In my office, Lily was very distressed for her family. In addition to her own diagnosis, two of her sisters had passed away from breast and lung cancer at ages 33 and 58, respectively, and now she knew that this could be a consequence of the mutation. I offered Lily genetic counseling, and she and her siblings were able to get free genetic testing through a family testing program offered by the United States-based laboratory that identified Rosa’s mutation. Not surprisingly, Lily’s results also came back positive for BRCA2 mutation, and she is scheduled to undergo risk-reducing salpingoophorectomy and contralateral mastectomy. Back in Los Angeles, Rosa is also scheduled for a risk-reducing salpingoophorectomy, and has had both an MRI and mammogram. She is undecided about risk-reducing mastectomy, but will be meeting with her surgeons to discuss further. Her three children, all in their 20s, underwent genetic testing and were not found to carry the family mutation. To date, more than 10 of Rosa and Lily’s relatives have undergone cascade testing, most at no cost, either through a research collaboration with City of Hope or Rosa’s laboratory. As their results continue to come back, we will offer appropriate cancer screening and risk-reducing interventions for those found to carry the known family mutation.

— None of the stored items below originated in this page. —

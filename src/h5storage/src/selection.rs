// Copyright 2023 RisingWave Labs
//
// Licensed under the Apache License, Version 2.0 (the "License");
// you may not use this file except in compliance with the License.
// You may obtain a copy of the License at
//
//     http://www.apache.org/licenses/LICENSE-2.0
//
// Unless required by applicable law or agreed to in writing, software
// distributed under the License is distributed on an "AS IS" BASIS,
// WITHOUT WARRANTIES OR CONDITIONS OF ANY KIND, either express or implied.
// See the License for the specific language governing permissions and
// limitations under the License.

/// A normalized selection over the source side of a reference table: a
/// contiguous range or an arbitrary index array both collapse to this
/// before dereferencing.
#[derive(Clone, Debug)]
pub struct Selection(pub Vec<i64>);

impl Selection {
    pub fn range(start: u64, stop: u64) -> Self {
        Self((start as i64..stop as i64).collect())
    }

    pub fn from_indices(indices: Vec<i64>) -> Self {
        Self(indices)
    }

    pub fn len(&self) -> usize {
        self.0.len()
    }

    pub fn is_empty(&self) -> bool {
        self.0.is_empty()
    }
}
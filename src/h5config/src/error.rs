// Copyright 2023 RisingWave Labs
//
// Licensed under the Apache License, Version 2.0 (the "License");
// you may not use this file except in compliance with the License.
// You may obtain a copy of the License at
//
//     http://www.apache.org/licenses/LICENSE-2.0
//
// Unless required by applicable law or agreed to in writing, software
// distributed under the License is distributed on an "AS IS" BASIS,
// WITHOUT WARRANTIES OR CONDITIONS OF ANY KIND, either express or implied.
// See the License for the specific language governing permissions and
// limitations under the License.

use std::path::PathBuf;

use thiserror::Error;

pub type Result<T> = std::result::Result<T, Error>;

/// Configuration-layer error taxonomy. Raised before any file write,
/// causing exit code 1 at the CLI boundary.
#[derive(Error, Debug)]
pub enum Error {
    #[error("unknown classname {classname} (searched own crate, modules path-deps, then built-ins)")]
    UnknownClassname { classname: String },

    #[error("block {block} is missing required key {key}")]
    MissingRequiredKey { block: String, key: String },

    #[error("!include cycle detected: {0:?}")]
    InclusionLoop(Vec<PathBuf>),

    #[error("failed to read configuration file {path}")]
    Io {
        path: PathBuf,
        #[source]
        source: std::io::Error,
    },

    #[error("failed to parse configuration as YAML")]
    Yaml(#[from] serde_yaml::Error),

    #[error(transparent)]
    Factory(#[from] anyhow::Error),
}
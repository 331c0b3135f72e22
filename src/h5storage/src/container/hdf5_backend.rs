// Copyright 2023 RisingWave Labs
//
// Licensed under the Apache License, Version 2.0 (the "License");
// you may not use this file except in compliance with the License.
// You may obtain a copy of the License at
//
//     http://www.apache.org/licenses/LICENSE-2.0
//
// Unless required by applicable law or agreed to in writing, software
// distributed under the License is distributed on an "AS IS" BASIS,
// WITHOUT WARRANTIES OR CONDITIONS OF ANY KIND, either express or implied.
// See the License for the specific language governing permissions and
// limitations under the License.

use std::path::Path;

use hdf5::Extents;
use ndarray::{s, Array1};

use super::Container;
use crate::error::{Error, Result};

/// The production [`Container`](super::Container) backend: a real HDF5 file
/// opened through the `hdf5` crate. This is the one place its API is
/// named directly.
pub struct Hdf5Container {
    file: hdf5::File,
}

impl Hdf5Container {
    fn dataset(&self, path: &str) -> Option<hdf5::Dataset> {
        self.file.dataset(path).ok()
    }
}

impl Container for Hdf5Container {
    fn create(path: &Path) -> Result<Self> {
        Ok(Self {
            file: hdf5::File::create(path)?,
        })
    }

    fn open_rw(path: &Path) -> Result<Self> {
        Ok(Self {
            file: hdf5::File::open_rw(path)?,
        })
    }

    fn dataset_len(&self, dataset_path: &str) -> Result<Option<u64>> {
        match self.dataset(dataset_path) {
            Some(ds) => Ok(Some(ds.shape().first().copied().unwrap_or(0) as u64)),
            None => Ok(None),
        }
    }

    fn create_dataset<T: super::Row>(&self, dataset_path: &str, chunk: u64) -> Result<()> {
        if let Some(ds) = self.dataset(dataset_path) {
            let existing = ds.dtype()?.to_descriptor()?;
            if existing != T::type_descriptor() {
                return Err(Error::AlreadyExistsWithDifferentType {
                    path: dataset_path.to_string(),
                });
            }
            return Ok(());
        }
        self.file
            .new_dataset::<T>()
            .shape(Extents::resizable(vec![0]))
            .chunk(vec![chunk.max(1) as usize])
            .create(dataset_path)?;
        Ok(())
    }

    fn extend_dataset<T: super::Row>(&self, dataset_path: &str, new_len: u64) -> Result<()> {
        let ds = self
            .dataset(dataset_path)
            .ok_or_else(|| Error::NotFound {
                path: dataset_path.to_string(),
            })?;
        let current = ds.shape().first().copied().unwrap_or(0) as u64;
        if new_len <= current {
            return Ok(());
        }
        ds.resize((new_len as usize,))?;
        Ok(())
    }

    fn write_slice<T: super::Row>(&self, dataset_path: &str, start: u64, rows: &[T]) -> Result<()> {
        if rows.is_empty() {
            return Ok(());
        }
        let ds = self
            .dataset(dataset_path)
            .ok_or_else(|| Error::NotFound {
                path: dataset_path.to_string(),
            })?;
        let arr = Array1::from(rows.to_vec());
        let start = start as usize;
        ds.write_slice(&arr, s![start..start + rows.len()])?;
        Ok(())
    }

    fn read_slice<T: super::Row>(&self, dataset_path: &str, start: u64, len: u64) -> Result<Vec<T>> {
        if len == 0 {
            return Ok(Vec::new());
        }
        let ds = self
            .dataset(dataset_path)
            .ok_or_else(|| Error::NotFound {
                path: dataset_path.to_string(),
            })?;
        let start = start as usize;
        let arr: Array1<T> = ds.read_slice_1d(s![start..start + len as usize])?;
        Ok(arr.into_raw_vec())
    }

    fn delete_group(&self, group_path: &str) -> Result<()> {
        if self.file.group(group_path).is_ok() {
            self.file.unlink(group_path)?;
        }
        Ok(())
    }

    fn flush(&self) -> Result<()> {
        self.file.flush()?;
        Ok(())
    }
}

#[cfg(test)]
mod tests {
    use super::*;
    use crate::container::Container as _;
    use crate::path::data_path;

    #[test]
    fn extend_dataset_fails_without_a_prior_create() {
        let dir = tempfile::tempdir().unwrap();
        let container = Hdf5Container::create(&dir.path().join("out.h5")).unwrap();

        let err = container.extend_dataset::<f64>(&data_path("/sums"), 2).unwrap_err();
        assert!(matches!(err, Error::NotFound { .. }));
    }

    #[test]
    fn create_then_reserve_then_write_round_trips() {
        let dir = tempfile::tempdir().unwrap();
        let container = Hdf5Container::create(&dir.path().join("out.h5")).unwrap();
        let path = data_path("/sums");

        container.create_dataset::<f64>(&path, 16).unwrap();
        container.extend_dataset::<f64>(&path, 2).unwrap();
        container.write_slice(&path, 0, &[1.5f64, 2.5]).unwrap();

        let rows: Vec<f64> = container.read_slice(&path, 0, 2).unwrap();
        assert_eq!(rows, vec![1.5, 2.5]);
    }
}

Cancer is the third leading cause of death worldwide. It is estimated that one in six women worldwide will develop cancer during her lifetime and one in eleven will die from the disease. Cancer doesn´t respect national borders, walls, social class, or economic status. However, cancer outcomes are driven mainly by access to health care. Breast cancer incidence to mortality ratios in low- and middle-income countries, such as Mexico, are higher when compared to those in high-income countries, which in part is due to a higher incidence of advanced disease at presentation. The advancement of genetic research and technologies provides new possibilities for cancer screening, prevention, and earlier treatments. However, identification of patients at elevated risk for cancer requires resources that are beyond the reach of many communities around the world. Even within the United States, disparities in accessing genetic testing persist and are amplified in patients from diverse racial and ethnic backgrounds.

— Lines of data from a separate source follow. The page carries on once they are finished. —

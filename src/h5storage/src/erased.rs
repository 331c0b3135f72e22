// Copyright 2023 RisingWave Labs
//
// Licensed under the Apache License, Version 2.0 (the "License");
// you may not use this file except in compliance with the License.
// You may obtain a copy of the License at
//
//     http://www.apache.org/licenses/LICENSE-2.0
//
// Unless required by applicable law or agreed to in writing, software
// distributed under the License is distributed on an "AS IS" BASIS,
// WITHOUT WARRANTIES OR CONDITIONS OF ANY KIND, either express or implied.
// See the License for the specific language governing permissions and
// limitations under the License.

//! An object-safe facade over [`DataManager`], for callers (module
//! registry factories, resolved by classname rather than by generic
//! parameter) that cannot themselves be generic over `C: Container`. Same
//! family of type-erasure as [`crate::container::MemoryContainer`]'s
//! internal `Box<dyn Any>` entries, pushed up one layer.

use std::sync::Arc;

use crate::container::Container;
use crate::error::Result;
use crate::manager::DataManager;

/// Covers the two row shapes built-in modules are written against
/// (`f64` measurement columns, `i64` index/id columns). A stage needing a
/// different row type links `h5flow_storage` directly and takes a
/// generic `DataManager<C>` instead of this facade.
pub trait ErasedDataManager: Send + Sync {
    fn create_dataset_f64(&self, group: &str) -> Result<()>;
    fn reserve_rows_f64(&self, group: &str, local_count: u64) -> Result<u64>;
    fn write_data_f64(&self, group: &str, offset: u64, rows: &[f64]) -> Result<()>;
    fn create_dataset_i64(&self, group: &str) -> Result<()>;
    fn reserve_rows_i64(&self, group: &str, local_count: u64) -> Result<u64>;
    fn write_data_i64(&self, group: &str, offset: u64, rows: &[i64]) -> Result<()>;
}

impl<C: Container + Send + Sync> ErasedDataManager for DataManager<C> {
    fn create_dataset_f64(&self, group: &str) -> Result<()> {
        self.create_dataset::<f64>(group)
    }

    fn reserve_rows_f64(&self, group: &str, local_count: u64) -> Result<u64> {
        self.reserve_rows::<f64>(group, local_count)
    }

    fn write_data_f64(&self, group: &str, offset: u64, rows: &[f64]) -> Result<()> {
        self.write_data(group, offset, rows)
    }

    fn create_dataset_i64(&self, group: &str) -> Result<()> {
        self.create_dataset::<i64>(group)
    }

    fn reserve_rows_i64(&self, group: &str, local_count: u64) -> Result<u64> {
        self.reserve_rows::<i64>(group, local_count)
    }

    fn write_data_i64(&self, group: &str, offset: u64, rows: &[i64]) -> Result<()> {
        self.write_data(group, offset, rows)
    }
}

/// Shorthand for the handle module factories are given: shared, since the
/// same data manager is reused across every generator/stage/resource a
/// single workflow constructs.
pub type SharedDataManager = Arc<dyn ErasedDataManager>;
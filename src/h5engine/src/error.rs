// Copyright 2023 RisingWave Labs
//
// Licensed under the Apache License, Version 2.0 (the "License");
// you may not use this file except in compliance with the License.
// You may obtain a copy of the License at
//
//     http://www.apache.org/licenses/LICENSE-2.0
//
// Unless required by applicable law or agreed to in writing, software
// distributed under the License is distributed on an "AS IS" BASIS,
// WITHOUT WARRANTIES OR CONDITIONS OF ANY KIND, either express or implied.
// See the License for the specific language governing permissions and
// limitations under the License.

use thiserror::Error;

pub type Result<T> = std::result::Result<T, Error>;

/// Engine-layer error taxonomy.
#[derive(Error, Debug)]
pub enum Error {
    /// Propagated unchanged from user stage code.
    #[error(transparent)]
    Stage(#[from] anyhow::Error),

    #[error("a rank reached EMPTY but a collective was initiated expecting rows")]
    Termination,

    #[error("cache entry {name} was never registered for this iteration")]
    UnknownCacheEntry { name: String },

    #[error("cache entry {name} was materialized as a different row type than requested")]
    CacheTypeMismatch { name: String },

    #[error("resource classname {classname} was not initialized before lookup")]
    UnknownResource { classname: String },

    #[error(transparent)]
    Storage(#[from] h5flow_storage::Error),
}
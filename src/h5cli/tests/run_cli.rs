// Copyright 2023 RisingWave Labs
//
// Licensed under the Apache License, Version 2.0 (the "License");
// you may not use this file except in compliance with the License.
// You may obtain a copy of the License at
//
//     http://www.apache.org/licenses/LICENSE-2.0
//
// Unless required by applicable law or agreed to in writing, software
// distributed under the License is distributed on an "AS IS" BASIS,
// WITHOUT WARRANTIES OR CONDITIONS OF ANY KIND, either express or implied.
// See the License for the specific language governing permissions and
// limitations under the License.

//! Exercises `h5flow_cli::run` the same way `main` does, through the
//! `Cli`/`Command::Run` surface, so a test and the real binary take the
//! same path.

use std::io::Write;
use std::process::ExitCode;

use h5flow_cli::RunOpts;

fn write_config(dir: &std::path::Path, name: &str, contents: &str) -> std::path::PathBuf {
    let path = dir.join(name);
    std::fs::File::create(&path).unwrap().write_all(contents.as_bytes()).unwrap();
    path
}

#[test]
fn missing_config_file_exits_with_the_configuration_error_code() {
    let dir = tempfile::tempdir().unwrap();
    let opts = RunOpts {
        config: dir.path().join("does_not_exist.yml"),
        output: dir.path().join("out.h5"),
        input: None,
        start: None,
        end: Some(0),
        verbose: 0,
    };

    let code = h5flow_cli::run(opts);
    assert_eq!(format!("{code:?}"), format!("{:?}", ExitCode::from(1)));
}

#[test]
fn unregistered_classname_exits_with_the_configuration_error_code() {
    let dir = tempfile::tempdir().unwrap();
    let config = write_config(
        dir.path(),
        "flow.yml",
        "flow:\n  source: /A\n  stages: [my_stage]\nmy_stage:\n  classname: NoSuchStage\n",
    );
    let opts = RunOpts {
        config,
        output: dir.path().join("out.h5"),
        input: None,
        start: Some(0),
        end: Some(0),
        verbose: 0,
    };

    let code = h5flow_cli::run(opts);
    assert_eq!(format!("{code:?}"), format!("{:?}", ExitCode::from(1)));
}

#[test]
fn input_is_copied_to_output_before_the_run_starts() {
    let dir = tempfile::tempdir().unwrap();
    let input = dir.path().join("upstream.h5");
    std::fs::write(&input, b"not a real hdf5 file, just needs to exist").unwrap();
    let output = dir.path().join("out.h5");

    // The copied file isn't valid HDF5, so opening `output` fails right
    // after the copy; this only asserts the copy happened, not that the
    // run succeeded.
    let config = write_config(dir.path(), "flow.yml", "flow:\n  source: /A\n  stages: [missing]\n");
    let opts = RunOpts {
        config,
        output: output.clone(),
        input: Some(input),
        start: Some(0),
        end: Some(0),
        verbose: 0,
    };

    let _ = h5flow_cli::run(opts);
    assert!(output.exists());
}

Access to cancer genetic risk assessment is limited in Latin American countries due to a lack of personnel and specialized resources. However, collaboration across borders can improve access to care for underserved patients in resource-limited settings, as Lily’s case clearly shows. At the same time, collaboration can also lead to advances in the understanding of issues facing immigrant populations living in high-resource countries, and thus to an improvement in health care provisions. Building bridges between clinicians and patients living across borders is therefore an incredibly powerful tool that can lead to better care, innovation, and more cancer cures.

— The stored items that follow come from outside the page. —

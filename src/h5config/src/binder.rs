// Copyright 2023 RisingWave Labs
//
// Licensed under the Apache License, Version 2.0 (the "License");
// you may not use this file except in compliance with the License.
// You may obtain a copy of the License at
//
//     http://www.apache.org/licenses/LICENSE-2.0
//
// Unless required by applicable law or agreed to in writing, software
// distributed under the License is distributed on an "AS IS" BASIS,
// WITHOUT WARRANTIES OR CONDITIONS OF ANY KIND, either express or implied.
// See the License for the specific language governing permissions and
// limitations under the License.

//! Wires a parsed configuration to registry factories, producing the
//! pieces [`h5flow_engine::WorkflowManager`] is built from. Splits "parse
//! the YAML" from "turn the parsed shape into runnable services" into two
//! passes.

use std::path::Path;

use h5flow_engine::{Generator, LoopGenerator, RequiredDataset, Resource, ResourceRegistry, Stage};
use h5flow_storage::SharedDataManager;

use crate::config::{self, Document};
use crate::error::{Error, Result};
use crate::registry;

/// A fully resolved workflow, still missing only the runtime pieces
/// (substrate, data manager, cache builder) that depend on the CLI's
/// `--input`/`--output`/`--start`/`--end` flags rather than the config
/// file.
pub struct BoundWorkflow {
    pub source_name: String,
    pub generator: Box<dyn Generator>,
    pub stages: Vec<(String, Box<dyn Stage>)>,
    pub resources: ResourceRegistry,
    pub drop_list: Vec<String>,
    /// Every join the run needs preloaded each iteration: each stage's own
    /// `requires()` plus whatever its block's `requires:` key declared in
    /// the config, deduplicated by cache name.
    pub requirements: Vec<RequiredDataset>,
}

/// Default partitioning handed to [`h5flow_engine::LoopGenerator`] when
/// `flow.source` names a dataset path rather than a custom generator
/// block.
pub struct DefaultLoopRange {
    pub start: u64,
    pub end: u64,
    pub chunk: u64,
    pub rank: usize,
    pub size: usize,
}

/// Parses `path` (splicing `!include`s first), resolves every `classname`
/// against the compiled-in registries, and constructs one instance of
/// each. `flow.source` is either the name of a block defining a custom
/// generator, or (if no such block exists) a dataset path consumed by the
/// default [`LoopGenerator`].
pub fn bind(path: &Path, default_range: DefaultLoopRange, data: &SharedDataManager) -> Result<BoundWorkflow> {
    let expanded = config::expand_includes(path)?;
    let doc: Document = serde_yaml::from_str(&expanded)?;

    let resources = build_resources(&doc, data)?;
    let generator = build_generator(&doc, default_range, data)?;
    let (stages, requirements) = build_stages(&doc, data)?;

    Ok(BoundWorkflow {
        source_name: doc.flow.source,
        generator,
        stages,
        resources,
        drop_list: doc.flow.drop,
        requirements,
    })
}

fn build_resources(doc: &Document, data: &SharedDataManager) -> Result<ResourceRegistry> {
    let mut resources = ResourceRegistry::new();
    for block in &doc.resources {
        let registration = registry::resolve_resource(&block.classname)?;
        let instance: Box<dyn Resource> = (registration.factory)(&block.params, data)?;
        resources.init_and_insert(block.classname.clone(), instance)?;
    }
    Ok(resources)
}

fn build_generator(doc: &Document, default_range: DefaultLoopRange, data: &SharedDataManager) -> Result<Box<dyn Generator>> {
    match doc.blocks.get(&doc.flow.source) {
        Some(named) => {
            let registration = registry::resolve_generator(&named.classname)?;
            Ok((registration.factory)(&named.params, data)?)
        }
        None => Ok(Box::new(LoopGenerator::new(
            default_range.start,
            default_range.end,
            default_range.chunk,
            default_range.rank,
            default_range.size,
        ))),
    }
}

fn build_stages(doc: &Document, data: &SharedDataManager) -> Result<(Vec<(String, Box<dyn Stage>)>, Vec<RequiredDataset>)> {
    let mut stages = Vec::with_capacity(doc.flow.stages.len());
    let mut requirements = Vec::new();
    let mut seen = std::collections::HashSet::new();
    for stage_name in &doc.flow.stages {
        let block = doc.blocks.get(stage_name).ok_or_else(|| Error::MissingRequiredKey {
            block: stage_name.clone(),
            key: "classname".to_string(),
        })?;
        let registration = registry::resolve_stage(&block.classname)?;
        let instance: Box<dyn Stage> = (registration.factory)(&block.params, data)?;

        for requirement in instance.requires() {
            if seen.insert(requirement.cache_name()) {
                requirements.push(requirement.clone());
            }
        }
        for entry in &block.requires {
            let requirement = RequiredDataset::from(entry);
            if seen.insert(requirement.cache_name()) {
                requirements.push(requirement);
            }
        }

        stages.push((stage_name.clone(), instance));
    }
    Ok((stages, requirements))
}

#[cfg(test)]
mod tests {
    use super::*;
    use linkme::distributed_slice;
    use std::io::Write;
    use std::ops::Range;

    struct NoopStage;
    impl Stage for NoopStage {
        fn init(&mut self, _source_name: &str) -> h5flow_engine::Result<()> {
            Ok(())
        }
        fn run(&mut self, _source_name: &str, _source_slice: Range<u64>, _cache: &mut h5flow_engine::Cache) -> h5flow_engine::Result<()> {
            Ok(())
        }
        fn finish(&mut self, _source_name: &str) -> h5flow_engine::Result<()> {
            Ok(())
        }
    }

    #[distributed_slice(registry::STAGE_REGISTRY)]
    static BINDER_TEST_STAGE: registry::StageRegistration = registry::StageRegistration {
        name: "__binder_test_noop",
        tier: registry::ModuleTier::BuiltIn,
        factory: |_params, _data| Ok(Box::new(NoopStage)),
    };

    fn default_range() -> DefaultLoopRange {
        DefaultLoopRange {
            start: 0,
            end: 10,
            chunk: 5,
            rank: 0,
            size: 1,
        }
    }

    fn test_data_manager() -> SharedDataManager {
        use h5flow_storage::{DataManager, MemoryContainer};
        use h5flow_substrate::StubSubstrate;
        std::sync::Arc::new(DataManager::new(MemoryContainer::new(), std::sync::Arc::new(StubSubstrate)))
    }

    #[test]
    fn bind_falls_back_to_the_default_loop_generator_for_a_bare_path_source() {
        let dir = tempfile::tempdir().unwrap();
        let path = dir.path().join("flow.yml");
        std::fs::File::create(&path)
            .unwrap()
            .write_all(b"flow:\n  source: /A\n  stages: [my_stage]\nmy_stage:\n  classname: __binder_test_noop\n")
            .unwrap();

        let bound = bind(&path, default_range(), &test_data_manager()).unwrap();
        assert_eq!(bound.source_name, "/A");
        assert_eq!(bound.stages.len(), 1);
        assert_eq!(bound.stages[0].0, "my_stage");
    }

    #[test]
    fn bind_collects_a_configured_requires_list_into_the_bound_workflow() {
        let dir = tempfile::tempdir().unwrap();
        let path = dir.path().join("flow.yml");
        std::fs::File::create(&path)
            .unwrap()
            .write_all(
                b"flow:\n  source: /A\n  stages: [my_stage]\n\
                  my_stage:\n  classname: __binder_test_noop\n  requires: [/B, {name: joined_c, path: /C, index_only: true}]\n",
            )
            .unwrap();

        let bound = bind(&path, default_range(), &test_data_manager()).unwrap();
        let names: Vec<String> = bound.requirements.iter().map(RequiredDataset::cache_name).collect();
        assert_eq!(names, vec!["/B".to_string(), "joined_c".to_string()]);
    }

    #[test]
    fn bind_reports_missing_stage_block_as_a_configuration_error() {
        let dir = tempfile::tempdir().unwrap();
        let path = dir.path().join("flow.yml");
        std::fs::File::create(&path)
            .unwrap()
            .write_all(b"flow:\n  source: /A\n  stages: [does_not_exist]\n")
            .unwrap();

        assert!(matches!(
            bind(&path, default_range(), &test_data_manager()),
            Err(Error::MissingRequiredKey { .. })
        ));
    }

    #[test]
    fn bind_rejects_an_unregistered_classname() {
        let dir = tempfile::tempdir().unwrap();
        let path = dir.path().join("flow.yml");
        std::fs::File::create(&path)
            .unwrap()
            .write_all(b"flow:\n  source: /A\n  stages: [my_stage]\nmy_stage:\n  classname: NoSuchStage\n")
            .unwrap();

        assert!(matches!(
            bind(&path, default_range(), &test_data_manager()),
            Err(Error::UnknownClassname { .. })
        ));
    }
}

Rosa and Lily are part of a highly motivated family who show us what can be accomplished when clinicians and patients work together, despite limited resources and national borders. Charité and I will continue to work together, so that more of these families with mutations in cancer predisposition genes identified in the United States can access counseling and genetic testing in Mexico. We are grateful to Rosa and Lily for giving us permission to share their story.